*** RECORDS FOR THIS TASK ***

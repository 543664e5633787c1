use axum::{
    extract::{Path, State},
    http::header,
    response::{IntoResponse, Response},
    Json,
};
use serde::Serialize;

use crate::errors::AppError;
use crate::layout::BundledFace;
use crate::models::{Proficiency, ResumeData, TemplateKind};
use crate::render::{render_resume, svg, SurfaceHandle};
use crate::state::AppState;
use crate::style::{self, ColorScheme, FontChoice, FontMapping};

#[derive(Debug, Serialize)]
#[serde(rename_all = "camelCase")]
pub struct PreviewResponse {
    pub handle: SurfaceHandle,
    pub width: u32,
    pub height: u32,
    /// Catalog key of the resume's color scheme, for marking the picker.
    pub color_scheme_key: &'static str,
    pub svg: String,
}

#[derive(Debug, Serialize)]
pub struct ColorSchemeEntry {
    pub key: &'static str,
    pub scheme: ColorScheme,
}

#[derive(Debug, Serialize)]
pub struct FontEntry {
    pub key: FontChoice,
    pub mapping: FontMapping,
}

#[derive(Debug, Serialize)]
#[serde(rename_all = "camelCase")]
pub struct CatalogResponse {
    pub templates: Vec<TemplateKind>,
    pub color_schemes: Vec<ColorSchemeEntry>,
    pub fonts: Vec<FontEntry>,
    pub language_levels: Vec<Proficiency>,
    pub default_color_scheme: &'static str,
}

/// POST /api/v1/preview
pub async fn handle_preview(
    State(state): State<AppState>,
    Json(data): Json<ResumeData>,
) -> Result<Json<PreviewResponse>, AppError> {
    let surface = render_resume(&data, state.config.default_locale);
    let (width, height) = surface.pixel_size();
    let svg = svg::to_svg(&surface);
    let handle = state.surfaces.insert(surface);
    tracing::debug!(%handle, template = %data.settings.template, "preview rendered");
    Ok(Json(PreviewResponse {
        handle,
        width,
        height,
        color_scheme_key: style::scheme_key(&data.settings.color_scheme),
        svg,
    }))
}

/// GET /api/v1/catalog
pub async fn handle_catalog() -> Json<CatalogResponse> {
    Json(CatalogResponse {
        templates: TemplateKind::ALL.to_vec(),
        color_schemes: style::color_schemes()
            .into_iter()
            .map(|(key, scheme)| ColorSchemeEntry { key, scheme })
            .collect(),
        fonts: FontChoice::ALL
            .iter()
            .map(|&key| FontEntry {
                key,
                mapping: style::font_mapping(key),
            })
            .collect(),
        language_levels: Proficiency::ALL.to_vec(),
        default_color_scheme: style::catalog::DEFAULT_SCHEME_KEY,
    })
}

/// GET /api/v1/fonts/:file
/// Serves the bundled faces named by the preview's `@font-face` rules.
pub async fn handle_font(Path(file): Path<String>) -> Result<Response, AppError> {
    let face = BundledFace::by_file(&file)
        .ok_or_else(|| AppError::NotFound(format!("Font '{file}' not found")))?;
    Ok((
        [
            (header::CONTENT_TYPE, "font/ttf"),
            (header::CACHE_CONTROL, "public, max-age=31536000, immutable"),
        ],
        face.data(),
    )
        .into_response())
}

*** End of RECORDS FOR THIS TASK ***

The entries above should be copied out exactly, with none left out.

▶ **OUTPUT FOR THIS EXERCISE**:
repository 543664e5633787c1
use axum::{
    extract::{Path, State},
    http::header,
    response::{IntoResponse, Response},
    Json,
};
use serde::Serialize;

use crate::errors::AppError;
use crate::layout::BundledFace;
use crate::models::{Proficiency, ResumeData, TemplateKind};
use crate::render::{render_resume, svg, SurfaceHandle};
use crate::state::AppState;
use crate::style::{self, ColorScheme, FontChoice, FontMapping};

#[derive(Debug, Serialize)]
#[serde(rename_all = "camelCase")]
pub struct PreviewResponse {
    pub handle: SurfaceHandle,
    pub width: u32,
    pub height: u32,
    /// Catalog key of the resume's color scheme, for marking the picker.
    pub color_scheme_key: &'static str,
    pub svg: String,
}

#[derive(Debug, Serialize)]
pub struct ColorSchemeEntry {
    pub key: &'static str,
    pub scheme: ColorScheme,
}

#[derive(Debug, Serialize)]
pub struct FontEntry {
    pub key: FontChoice,
    pub mapping: FontMapping,
}

#[derive(Debug, Serialize)]
#[serde(rename_all = "camelCase")]
pub struct CatalogResponse {
    pub templates: Vec<TemplateKind>,
    pub color_schemes: Vec<ColorSchemeEntry>,
    pub fonts: Vec<FontEntry>,
    pub language_levels: Vec<Proficiency>,
    pub default_color_scheme: &'static str,
}

/// POST /api/v1/preview
pub async fn handle_preview(
    State(state): State<AppState>,
    Json(data): Json<ResumeData>,
) -> Result<Json<PreviewResponse>, AppError> {
    let surface = render_resume(&data, state.config.default_locale);
    let (width, height) = surface.pixel_size();
    let svg = svg::to_svg(&surface);
    let handle = state.surfaces.insert(surface);
    tracing::debug!(%handle, template = %data.settings.template, "preview rendered");
    Ok(Json(PreviewResponse {
        handle,
        width,
        height,
        color_scheme_key: style::scheme_key(&data.settings.color_scheme),
        svg,
    }))
}

/// GET /api/v1/catalog
pub async fn handle_catalog() -> Json<CatalogResponse> {
    Json(CatalogResponse {
        templates: TemplateKind::ALL.to_vec(),
        color_schemes: style::color_schemes()
            .into_iter()
            .map(|(key, scheme)| ColorSchemeEntry { key, scheme })
            .collect(),
        fonts: FontChoice::ALL
            .iter()
            .map(|&key| FontEntry {
                key,
                mapping: style::font_mapping(key),
            })
            .collect(),
        language_levels: Proficiency::ALL.to_vec(),
        default_color_scheme: style::catalog::DEFAULT_SCHEME_KEY,
    })
}

/// GET /api/v1/fonts/:file
/// Serves the bundled faces named by the preview's `@font-face` rules.
pub async fn handle_font(Path(file): Path<String>) -> Result<Response, AppError> {
    let face = BundledFace::by_file(&file)
        .ok_or_else(|| AppError::NotFound(format!("Font '{file}' not found")))?;
    Ok((
        [
            (header::CONTENT_TYPE, "font/ttf"),
            (header::CACHE_CONTROL, "public, max-age=31536000, immutable"),
        ],
        face.data(),
    )
        .into_response())
}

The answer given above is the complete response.